Marketing | August 2015 Hearing Review

Why care about industry benchmarks? Because it provides your business with insights and a guide for future improvement and growth.

In this era of increased competition, shrinking ASPs, higher cost-of-goods, and squeezed margins, owners of hearing healthcare practices need to pay more attention than ever to their business efficiencies, sources of new patients, marketing spend, and strategies regarding third-party payers. Overall, this PBS shows there are ample opportunities for growing a hearing healthcare business for those HCPs who are willing to analyze the data and ask more profound questions than “Why should I care?”

Although a practice benchmark study (PBS) may not be at the top of your summer reading list, it does present several opportunities for strategic hearing care professionals (HCPs) to gain insights into growing a practice and differentiating themselves from the competition. PBS analysis provides more than a mere snapshot of your peers’ businesses; the data serves as “informational fuel” for your practice, helping you to prioritize goals and identify potential gaps in your business.

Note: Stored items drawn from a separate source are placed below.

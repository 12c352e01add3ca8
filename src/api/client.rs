use async_trait::async_trait;
use reqwest::multipart::{Form, Part};
use reqwest::{Client, Response};
use serde::de::DeserializeOwned;
use tracing::debug;

use crate::api::GenerationApi;
use crate::api::schemas::{
    ErrorBody, JobDescriptor, ModelDescriptor, SystemStatus, TextToImagePayload,
};
use crate::config::ClientConfig;
use crate::error::{TransportError, ValidationField};
use crate::job::GenerationRequest;

/// Network-backed [`GenerationApi`] speaking JSON and multipart over HTTP.
#[derive(Debug, Clone)]
pub struct HttpApiClient {
    client: Client,
    config: ClientConfig,
}

impl HttpApiClient {
    pub fn new(config: ClientConfig) -> Result<Self, TransportError> {
        let client = Client::builder().timeout(config.request_timeout).build()?;
        Ok(Self { client, config })
    }

    pub fn config(&self) -> &ClientConfig {
        &self.config
    }

    async fn get_json<T: DeserializeOwned>(&self, path: &str) -> Result<T, TransportError> {
        let url = self.config.endpoint_url(path);
        debug!("GET {url}");
        let response = self.client.get(&url).send().await?;
        decode(ensure_success(response).await?).await
    }
}

/// Maps a non-success response onto [`TransportError::Status`], preferring the server's message.
async fn ensure_success(response: Response) -> Result<Response, TransportError> {
    let status = response.status();
    if status.is_success() {
        return Ok(response);
    }
    let text = response.text().await.unwrap_or_default();
    let message = serde_json::from_str::<ErrorBody>(&text)
        .ok()
        .and_then(ErrorBody::into_message)
        .unwrap_or_else(|| {
            format!(
                "HTTP {}: {}",
                status.as_u16(),
                status.canonical_reason().unwrap_or("Unknown Status")
            )
        });
    Err(TransportError::Status {
        status: status.as_u16(),
        message,
    })
}

async fn decode<T: DeserializeOwned>(response: Response) -> Result<T, TransportError> {
    let text = response.text().await?;
    serde_json::from_str(&text)
        .map_err(|err| TransportError::Decode(format!("{err}, raw response: {text}")))
}

fn image_to_image_form(request: &GenerationRequest) -> Result<Form, TransportError> {
    let params = &request.parameters;
    let mut form = Form::new()
        .text("model", request.model.clone())
        .text("prompt", request.prompt.clone());
    if let Some(negative) = request.negative_prompt.as_ref().filter(|n| !n.is_empty()) {
        form = form.text("negative_prompt", negative.clone());
    }
    form = form
        .text("steps", params.steps.to_string())
        .text("guidance", params.guidance.to_string())
        .text("width", params.width.to_string())
        .text("height", params.height.to_string())
        .text("strength", params.effective_strength().to_string())
        .text("upscale", params.upscale.unwrap_or(false).to_string());
    if let Some(seed) = params.seed {
        form = form.text("seed", seed.to_string());
    }
    if let Some(factor) = params.upscale_factor {
        form = form.text("upscale_factor", factor.value().to_string());
    }

    let image = request.image.as_ref().ok_or_else(|| {
        TransportError::InvalidRequest(format!(
            "missing {} for image-to-image request",
            ValidationField::Image
        ))
    })?;
    let part = Part::bytes(image.bytes.clone())
        .file_name(image.file_name.clone())
        .mime_str(&image.mime_type)?;
    Ok(form.part("image", part))
}

#[async_trait]
impl GenerationApi for HttpApiClient {
    async fn generate_text_to_image(
        &self,
        request: &GenerationRequest,
    ) -> Result<JobDescriptor, TransportError> {
        let url = self.config.endpoint_url(&self.config.endpoints.generate_txt2img);
        debug!(model = %request.model, "POST {url}");
        let response = self
            .client
            .post(&url)
            .json(&TextToImagePayload::from(request))
            .send()
            .await?;
        decode(ensure_success(response).await?).await
    }

    async fn generate_image_to_image(
        &self,
        request: &GenerationRequest,
    ) -> Result<JobDescriptor, TransportError> {
        let url = self.config.endpoint_url(&self.config.endpoints.generate_img2img);
        debug!(model = %request.model, "POST multipart {url}");
        let form = image_to_image_form(request)?;
        let response = self.client.post(&url).multipart(form).send().await?;
        decode(ensure_success(response).await?).await
    }

    async fn status(&self) -> Result<SystemStatus, TransportError> {
        self.get_json(&self.config.endpoints.status).await
    }

    async fn models(&self) -> Result<Vec<ModelDescriptor>, TransportError> {
        self.get_json(&self.config.endpoints.models).await
    }

    async fn result(&self, id: &str) -> Result<JobDescriptor, TransportError> {
        let path = format!("{}/{}", self.config.endpoints.result.trim_end_matches('/'), id);
        self.get_json(&path).await
    }
}
use std::io::Cursor;

use anyhow::{Result, anyhow};
use image::{GenericImageView, ImageFormat, Rgb, RgbImage};

pub fn detect_mime_type(bytes: &[u8]) -> Option<&'static str> {
    if bytes.starts_with(&[0x89, 0x50, 0x4E, 0x47, 0x0D, 0x0A, 0x1A, 0x0A]) {
        return Some("image/png");
    }
    if bytes.starts_with(&[0xFF, 0xD8, 0xFF]) {
        return Some("image/jpeg");
    }
    if bytes.len() >= 12 && &bytes[0..4] == b"RIFF" && &bytes[8..12] == b"WEBP" {
        return Some("image/webp");
    }
    if bytes.starts_with(b"GIF87a") || bytes.starts_with(b"GIF89a") {
        return Some("image/gif");
    }
    None
}

pub fn mime_to_format(mime_type: &str) -> Result<ImageFormat> {
    match mime_type {
        "image/png" => Ok(ImageFormat::Png),
        "image/jpeg" | "image/jpg" => Ok(ImageFormat::Jpeg),
        "image/webp" => Ok(ImageFormat::WebP),
        "image/gif" => Ok(ImageFormat::Gif),
        _ => Err(anyhow!("unsupported mime type: {mime_type}")),
    }
}

/// Fully decodes the image and reports its pixel size.
///
/// Falls back to sniffing the bytes when the declared MIME type is not one we decode.
pub fn get_dimensions(bytes: &[u8], mime_type: &str) -> Result<(u32, u32)> {
    let format = match mime_to_format(mime_type) {
        Ok(format) => format,
        Err(_) => image::guess_format(bytes).map_err(|err| anyhow!("unknown image format: {err}"))?,
    };
    let image = image::load_from_memory_with_format(bytes, format)
        .map_err(|err| anyhow!("decode image failed: {err}"))?;
    Ok(image.dimensions())
}

pub fn encode_solid_png(width: u32, height: u32, color: [u8; 3]) -> Result<Vec<u8>> {
    if width == 0 || height == 0 {
        return Err(anyhow!("cannot encode an empty {width}x{height} image"));
    }
    let canvas = RgbImage::from_pixel(width, height, Rgb(color));
    let mut output = Vec::new();
    canvas
        .write_to(&mut Cursor::new(&mut output), ImageFormat::Png)
        .map_err(|err| anyhow!("encode png failed: {err}"))?;
    Ok(output)
}

#[cfg(test)]
mod tests {
    use super::*;

    #[test]
    fn test_png_roundtrip_dimensions() {
        let png = encode_solid_png(96, 64, [10, 20, 30]).unwrap();
        assert_eq!(detect_mime_type(&png), Some("image/png"));
        assert_eq!(get_dimensions(&png, "image/png").unwrap(), (96, 64));
    }

    #[test]
    fn test_dimensions_with_wrong_declared_mime() {
        let png = encode_solid_png(80, 80, [0, 0, 0]).unwrap();
        assert_eq!(get_dimensions(&png, "application/octet-stream").unwrap(), (80, 80));
    }

    #[test]
    fn test_garbage_is_not_an_image() {
        assert!(get_dimensions(b"definitely not pixels", "image/png").is_err());
        assert_eq!(detect_mime_type(b"nope"), None);
    }

    #[test]
    fn test_webp_magic() {
        let mut bytes = b"RIFF".to_vec();
        bytes.extend_from_slice(&[0, 0, 0, 0]);
        bytes.extend_from_slice(b"WEBPVP8 ");
        assert_eq!(detect_mime_type(&bytes), Some("image/webp"));
    }
}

In last year’s PBS,1 we focused on turning key findings into action items to help you compete and win. This article renews its focus on analysis over summary. After all, data from a PBS is perhaps most useful when it goes beyond a mere summary of key findings and succeeds in answering the question: Why should I care?

The goal of this article is to help you find relevance and meaning simply by answering that question.

Background on this PBS

American Opinion Research was commissioned to conduct a survey on business practices from July to September 2014. Like previous benchmark studies, information obtained was based on 18 months of historical data—in this case January 2013 through June 2014.

Respondents included practices from 261 locations across the United States, and questions ranged from practice demographics and financial metrics to staffing and marketing. New topics investigated this year included the growing impact of national/Big Box retailers (eg, Costco), third-party payers (eg, insurance companies), online lead-generation of referral programs, social media, and the Affordable Care Act.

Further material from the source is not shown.